▶ **Goal of the exercise**
The word "slug" occurs in some of the lines below; copy each of those lines.
_ _ _ _
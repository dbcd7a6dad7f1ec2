//! Shop moderation for the admin panel.

#[cfg(test)]
#[path = "shops_test.rs"]
mod shops_test;

use crate::net::types::{Shop, ShopStatus};

/// A moderation button on a shop row.
#[derive(Clone, Copy, Debug, PartialEq, Eq)]
pub enum ShopAction {
    Approve,
    Reject,
    Suspend,
    Reactivate,
}

impl ShopAction {
    pub fn target(self) -> ShopStatus {
        match self {
            Self::Approve | Self::Reactivate => ShopStatus::Active,
            Self::Reject => ShopStatus::Rejected,
            Self::Suspend => ShopStatus::Suspended,
        }
    }

    pub fn label(self) -> &'static str {
        match self {
            Self::Approve => "Setujui",
            Self::Reject => "Tolak",
            Self::Suspend => "Tangguhkan",
            Self::Reactivate => "Aktifkan Kembali",
        }
    }

    pub fn success_message(self) -> &'static str {
        match self {
            Self::Approve => "Toko disetujui",
            Self::Reject => "Toko ditolak",
            Self::Suspend => "Toko ditangguhkan",
            Self::Reactivate => "Toko diaktifkan kembali",
        }
    }

    pub fn is_destructive(self) -> bool {
        matches!(self, Self::Reject | Self::Suspend)
    }
}

/// Transitions offered from `status`.
pub fn shop_actions(status: ShopStatus) -> Vec<ShopAction> {
    match status {
        ShopStatus::Pending => vec![ShopAction::Approve, ShopAction::Reject],
        ShopStatus::Active => vec![ShopAction::Suspend],
        ShopStatus::Suspended | ShopStatus::Rejected => vec![ShopAction::Reactivate],
    }
}

/// Status tab plus case-insensitive search over name, slug and owner.
pub fn filter_shops(shops: &[Shop], tab: Option<ShopStatus>, query: &str) -> Vec<Shop> {
    let needle = query.trim().to_lowercase();
    shops
        .iter()
        .filter(|s| tab.is_none_or(|t| s.status == t))
        .filter(|s| needle.is_empty() || shop_matches(s, &needle))
        .cloned()
        .collect()
}

fn shop_matches(shop: &Shop, needle: &str) -> bool {
    let owner = shop.owner.as_ref();
    [
        Some(shop.name.as_str()),
        Some(shop.slug.as_str()),
        owner.map(|o| o.name.as_str()),
        owner.and_then(|o| o.email.as_deref()),
    ]
    .into_iter()
    .flatten()
    .any(|field| field.to_lowercase().contains(needle))
}

pub fn count_with_status(shops: &[Shop], status: ShopStatus) -> usize {
    shops.iter().filter(|s| s.status == status).count()
}

/// Replace a shop after a successful status change.
pub fn replace_shop(shops: &mut [Shop], updated: Shop) {
    if let Some(slot) = shops.iter_mut().find(|s| s.id == updated.id) {
        *slot = updated;
    }
}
_ _ _ _
▶ **Your response**
/// Status tab plus case-insensitive search over name, slug and owner.
        Some(shop.slug.as_str()),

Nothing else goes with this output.